Hampton Park man Isa Kocoglu appeared before Melbourne Magistrates Court on Monday charged with providing support to a person engaged in hostile activity in Syria.
It’s alleged the disability pensioner sent almost $4000 using online payment system PayPal to a known ISIS jihadist between November 2013 and August 2014.
His lawyer Jessie Smith on Monday detailed plans to cross-examine police about the Facebook and email accounts they accessed when they seized Kocoglu’s electronic devices.
Kocoglu was allegedly running a website used by people who support Islamic State ideology when he helped raise funds for the ISIS fighter.
The Australian Federal Police allege Kocoglu sent the money after multiple cash deposits were made at a Commonwealth Bank branch at Kogarah, in Sydney’s south.
The maximum penalty for financially supporting a foreign fighter in Syria is 10 years’ imprisonment.

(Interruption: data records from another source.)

pub mod api;
pub mod chain;
pub mod config;
pub mod error;
pub mod runtime;
pub mod types;
pub mod ui;
pub mod wallet;

pub use chain::{ChainManager, MemoryChain, RpcChain};
pub use error::{ChainError, RouterError, StoreError, SyncError, WalletError};
pub use types::{ApplyUpdate, ChainIndex, RevertUpdate, SyncReport};
pub use wallet::{EphemeralWalletStore, SingleAddressWallet, WalletStore};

Kocoglu will face a committal hearing in July to determine if he should stand trial.
The 43-year-old married father spent almost one month in custody after he was arrested during an early morning raid in October, but had been under investigation for more than a year.
At the time of his arrest, Kocoglu was on a disability support pension due to his obesity and mental health.
A magistrate initially refused him bail but he was released on a $50,000 surety in November after taking his fight to the Victorian Supreme Court.
As part of his bail conditions, Kocoglu must report daily to police, obey a 10pm to 6am curfew, and not leave Victoria.
He is also banned from social media, except for unencrypted services such as Skype to contact family members, and is limited to one phone service in his name.
Kocoglu will return to court for a one-day committal hearing on July 13.